[Stored items]
· · · · ·

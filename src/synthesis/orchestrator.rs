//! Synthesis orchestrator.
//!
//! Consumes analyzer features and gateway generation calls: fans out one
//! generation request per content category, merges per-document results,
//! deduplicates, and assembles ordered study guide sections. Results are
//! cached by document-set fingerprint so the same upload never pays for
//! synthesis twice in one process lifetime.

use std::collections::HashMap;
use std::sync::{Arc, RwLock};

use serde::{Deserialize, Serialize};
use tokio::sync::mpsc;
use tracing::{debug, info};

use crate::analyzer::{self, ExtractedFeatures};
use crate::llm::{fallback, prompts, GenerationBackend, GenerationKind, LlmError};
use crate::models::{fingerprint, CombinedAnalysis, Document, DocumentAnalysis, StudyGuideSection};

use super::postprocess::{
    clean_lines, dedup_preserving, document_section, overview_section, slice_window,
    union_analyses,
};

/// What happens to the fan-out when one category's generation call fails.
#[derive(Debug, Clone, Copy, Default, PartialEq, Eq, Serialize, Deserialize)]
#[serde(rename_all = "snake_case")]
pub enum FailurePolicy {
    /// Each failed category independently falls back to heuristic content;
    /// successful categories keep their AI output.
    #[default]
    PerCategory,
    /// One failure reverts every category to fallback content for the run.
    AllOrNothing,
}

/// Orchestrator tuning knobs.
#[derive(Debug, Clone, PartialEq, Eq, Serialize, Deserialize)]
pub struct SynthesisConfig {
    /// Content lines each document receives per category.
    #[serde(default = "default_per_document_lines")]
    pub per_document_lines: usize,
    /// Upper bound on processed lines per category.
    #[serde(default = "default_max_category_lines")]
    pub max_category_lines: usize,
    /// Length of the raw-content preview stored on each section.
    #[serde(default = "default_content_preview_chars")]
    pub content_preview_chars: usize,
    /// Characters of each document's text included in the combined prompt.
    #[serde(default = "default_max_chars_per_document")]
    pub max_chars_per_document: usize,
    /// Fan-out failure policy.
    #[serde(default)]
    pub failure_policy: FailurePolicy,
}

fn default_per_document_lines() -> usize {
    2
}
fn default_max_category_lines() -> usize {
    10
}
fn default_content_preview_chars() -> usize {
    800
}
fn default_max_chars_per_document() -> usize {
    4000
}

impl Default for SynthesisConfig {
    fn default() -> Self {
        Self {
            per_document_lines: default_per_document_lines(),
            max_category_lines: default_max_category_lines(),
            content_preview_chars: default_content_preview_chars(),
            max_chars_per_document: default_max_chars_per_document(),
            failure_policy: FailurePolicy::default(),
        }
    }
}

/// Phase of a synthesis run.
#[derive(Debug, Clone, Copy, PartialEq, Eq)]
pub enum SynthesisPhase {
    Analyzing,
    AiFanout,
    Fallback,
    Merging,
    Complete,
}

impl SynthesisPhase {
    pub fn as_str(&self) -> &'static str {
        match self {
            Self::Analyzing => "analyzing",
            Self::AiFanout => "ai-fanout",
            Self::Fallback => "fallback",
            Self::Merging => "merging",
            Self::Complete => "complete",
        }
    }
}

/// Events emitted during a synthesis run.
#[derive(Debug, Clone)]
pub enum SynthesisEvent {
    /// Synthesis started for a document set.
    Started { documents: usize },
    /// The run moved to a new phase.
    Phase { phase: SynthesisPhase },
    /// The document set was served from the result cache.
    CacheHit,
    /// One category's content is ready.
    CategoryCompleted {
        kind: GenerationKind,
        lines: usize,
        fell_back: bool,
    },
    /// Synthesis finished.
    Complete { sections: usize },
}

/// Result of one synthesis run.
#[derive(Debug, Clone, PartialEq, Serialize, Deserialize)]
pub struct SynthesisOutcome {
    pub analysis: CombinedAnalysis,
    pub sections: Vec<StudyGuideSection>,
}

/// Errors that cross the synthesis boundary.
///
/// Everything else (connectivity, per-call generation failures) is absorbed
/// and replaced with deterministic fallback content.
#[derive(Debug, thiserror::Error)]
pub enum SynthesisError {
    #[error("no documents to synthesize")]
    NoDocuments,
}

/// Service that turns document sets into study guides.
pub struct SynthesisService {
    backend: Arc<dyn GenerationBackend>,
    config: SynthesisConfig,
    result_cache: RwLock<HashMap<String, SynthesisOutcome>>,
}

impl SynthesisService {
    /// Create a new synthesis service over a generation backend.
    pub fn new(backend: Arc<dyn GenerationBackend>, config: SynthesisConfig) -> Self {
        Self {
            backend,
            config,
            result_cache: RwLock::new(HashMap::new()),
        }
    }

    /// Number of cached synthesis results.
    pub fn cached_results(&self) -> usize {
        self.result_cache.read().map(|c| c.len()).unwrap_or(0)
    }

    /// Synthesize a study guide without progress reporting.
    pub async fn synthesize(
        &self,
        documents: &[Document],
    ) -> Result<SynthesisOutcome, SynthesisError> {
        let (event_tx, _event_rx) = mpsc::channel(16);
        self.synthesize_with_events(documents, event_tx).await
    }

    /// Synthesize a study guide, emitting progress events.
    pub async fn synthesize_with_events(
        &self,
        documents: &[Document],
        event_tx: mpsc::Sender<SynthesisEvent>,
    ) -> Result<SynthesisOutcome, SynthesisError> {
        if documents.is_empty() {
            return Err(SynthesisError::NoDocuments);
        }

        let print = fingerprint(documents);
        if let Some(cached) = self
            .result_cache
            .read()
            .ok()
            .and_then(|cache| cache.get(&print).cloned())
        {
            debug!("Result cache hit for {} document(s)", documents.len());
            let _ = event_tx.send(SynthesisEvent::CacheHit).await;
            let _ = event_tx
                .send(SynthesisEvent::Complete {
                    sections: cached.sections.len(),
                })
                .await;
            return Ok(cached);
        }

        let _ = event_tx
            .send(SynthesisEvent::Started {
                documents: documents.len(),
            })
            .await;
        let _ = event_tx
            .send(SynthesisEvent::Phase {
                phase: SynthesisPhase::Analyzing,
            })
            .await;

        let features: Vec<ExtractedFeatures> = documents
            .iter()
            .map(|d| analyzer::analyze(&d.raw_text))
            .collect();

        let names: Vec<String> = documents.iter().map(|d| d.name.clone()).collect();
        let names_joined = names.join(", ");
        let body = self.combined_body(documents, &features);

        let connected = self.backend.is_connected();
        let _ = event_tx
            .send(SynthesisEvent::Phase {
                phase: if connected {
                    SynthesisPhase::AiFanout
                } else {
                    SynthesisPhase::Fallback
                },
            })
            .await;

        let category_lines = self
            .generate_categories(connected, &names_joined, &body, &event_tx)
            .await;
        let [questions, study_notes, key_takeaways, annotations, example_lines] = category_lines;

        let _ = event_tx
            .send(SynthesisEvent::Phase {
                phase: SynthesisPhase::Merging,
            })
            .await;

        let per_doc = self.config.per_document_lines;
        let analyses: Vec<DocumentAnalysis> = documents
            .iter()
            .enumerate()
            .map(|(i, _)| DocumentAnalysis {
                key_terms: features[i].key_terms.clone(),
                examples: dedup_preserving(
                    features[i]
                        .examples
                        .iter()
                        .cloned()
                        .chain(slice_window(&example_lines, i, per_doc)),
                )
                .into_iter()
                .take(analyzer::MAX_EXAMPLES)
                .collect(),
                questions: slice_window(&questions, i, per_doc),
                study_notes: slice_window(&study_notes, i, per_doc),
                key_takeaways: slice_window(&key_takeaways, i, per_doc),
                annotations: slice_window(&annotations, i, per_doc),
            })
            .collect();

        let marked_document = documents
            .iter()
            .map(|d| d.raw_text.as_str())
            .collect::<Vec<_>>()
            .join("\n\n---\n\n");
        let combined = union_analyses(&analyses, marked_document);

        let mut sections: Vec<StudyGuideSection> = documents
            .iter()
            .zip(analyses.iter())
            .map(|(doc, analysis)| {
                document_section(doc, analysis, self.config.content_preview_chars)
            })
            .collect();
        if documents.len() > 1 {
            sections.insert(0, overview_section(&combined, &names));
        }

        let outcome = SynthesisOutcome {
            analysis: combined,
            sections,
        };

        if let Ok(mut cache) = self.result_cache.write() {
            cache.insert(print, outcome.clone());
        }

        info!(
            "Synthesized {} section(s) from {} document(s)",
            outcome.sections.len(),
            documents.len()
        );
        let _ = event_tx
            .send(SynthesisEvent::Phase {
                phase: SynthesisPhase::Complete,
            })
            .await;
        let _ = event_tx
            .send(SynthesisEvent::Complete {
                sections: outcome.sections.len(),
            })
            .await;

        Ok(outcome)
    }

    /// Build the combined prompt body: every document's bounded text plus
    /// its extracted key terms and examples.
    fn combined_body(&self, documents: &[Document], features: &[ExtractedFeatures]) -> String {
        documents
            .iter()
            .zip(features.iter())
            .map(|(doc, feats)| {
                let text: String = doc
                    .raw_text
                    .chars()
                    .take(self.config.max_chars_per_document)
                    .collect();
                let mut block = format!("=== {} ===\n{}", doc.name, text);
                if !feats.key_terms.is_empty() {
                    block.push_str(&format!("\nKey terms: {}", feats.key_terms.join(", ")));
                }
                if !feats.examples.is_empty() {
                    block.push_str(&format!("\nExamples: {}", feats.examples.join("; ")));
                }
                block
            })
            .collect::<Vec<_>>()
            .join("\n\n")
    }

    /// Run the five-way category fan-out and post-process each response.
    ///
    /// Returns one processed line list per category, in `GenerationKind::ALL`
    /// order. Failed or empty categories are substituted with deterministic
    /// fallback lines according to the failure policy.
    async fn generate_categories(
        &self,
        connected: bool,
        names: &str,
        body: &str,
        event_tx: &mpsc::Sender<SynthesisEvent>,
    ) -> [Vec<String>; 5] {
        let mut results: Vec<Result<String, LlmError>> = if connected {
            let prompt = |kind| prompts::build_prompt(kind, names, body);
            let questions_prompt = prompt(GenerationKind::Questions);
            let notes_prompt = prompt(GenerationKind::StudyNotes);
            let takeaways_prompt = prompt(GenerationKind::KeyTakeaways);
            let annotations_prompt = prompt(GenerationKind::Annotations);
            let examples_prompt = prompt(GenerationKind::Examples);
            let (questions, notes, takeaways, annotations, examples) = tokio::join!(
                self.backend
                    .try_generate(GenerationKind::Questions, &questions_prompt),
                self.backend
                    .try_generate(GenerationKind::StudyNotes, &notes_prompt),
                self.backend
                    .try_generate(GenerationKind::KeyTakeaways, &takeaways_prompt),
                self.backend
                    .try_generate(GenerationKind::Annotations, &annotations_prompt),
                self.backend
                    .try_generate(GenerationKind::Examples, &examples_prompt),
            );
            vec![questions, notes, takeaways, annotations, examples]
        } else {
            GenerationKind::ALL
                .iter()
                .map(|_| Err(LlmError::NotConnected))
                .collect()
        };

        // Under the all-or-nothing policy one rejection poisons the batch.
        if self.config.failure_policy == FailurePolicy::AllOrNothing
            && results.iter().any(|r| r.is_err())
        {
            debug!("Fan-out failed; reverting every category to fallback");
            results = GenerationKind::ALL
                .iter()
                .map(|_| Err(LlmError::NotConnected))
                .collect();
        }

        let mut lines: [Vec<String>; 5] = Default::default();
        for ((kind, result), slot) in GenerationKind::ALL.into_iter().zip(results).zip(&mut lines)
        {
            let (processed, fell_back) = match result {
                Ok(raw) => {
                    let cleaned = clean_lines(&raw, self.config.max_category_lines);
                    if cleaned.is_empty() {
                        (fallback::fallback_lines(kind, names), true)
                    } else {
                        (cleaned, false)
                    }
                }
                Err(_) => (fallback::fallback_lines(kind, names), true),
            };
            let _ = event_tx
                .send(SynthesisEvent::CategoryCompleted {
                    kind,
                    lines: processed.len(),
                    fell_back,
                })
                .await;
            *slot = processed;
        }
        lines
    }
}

· · · · ·

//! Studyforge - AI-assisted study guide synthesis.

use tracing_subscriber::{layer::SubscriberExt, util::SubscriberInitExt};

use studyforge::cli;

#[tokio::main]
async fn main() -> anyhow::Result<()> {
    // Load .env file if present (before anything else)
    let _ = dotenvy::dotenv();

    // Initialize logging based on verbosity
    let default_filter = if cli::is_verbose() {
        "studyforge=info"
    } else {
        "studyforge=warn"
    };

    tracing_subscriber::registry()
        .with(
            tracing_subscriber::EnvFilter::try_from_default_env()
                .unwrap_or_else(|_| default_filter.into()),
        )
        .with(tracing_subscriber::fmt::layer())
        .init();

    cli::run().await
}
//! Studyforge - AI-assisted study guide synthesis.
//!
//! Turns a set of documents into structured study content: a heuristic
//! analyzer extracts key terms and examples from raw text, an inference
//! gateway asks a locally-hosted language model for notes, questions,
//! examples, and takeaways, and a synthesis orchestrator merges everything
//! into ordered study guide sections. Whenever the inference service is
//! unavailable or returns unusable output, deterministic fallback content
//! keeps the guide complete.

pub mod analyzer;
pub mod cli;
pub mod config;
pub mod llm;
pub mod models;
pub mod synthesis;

· · · · ·

**Exercise brief**
Count lines, not occurrences: report how many lines in the entries above include the word "that", as a number alone.

**Task result**
2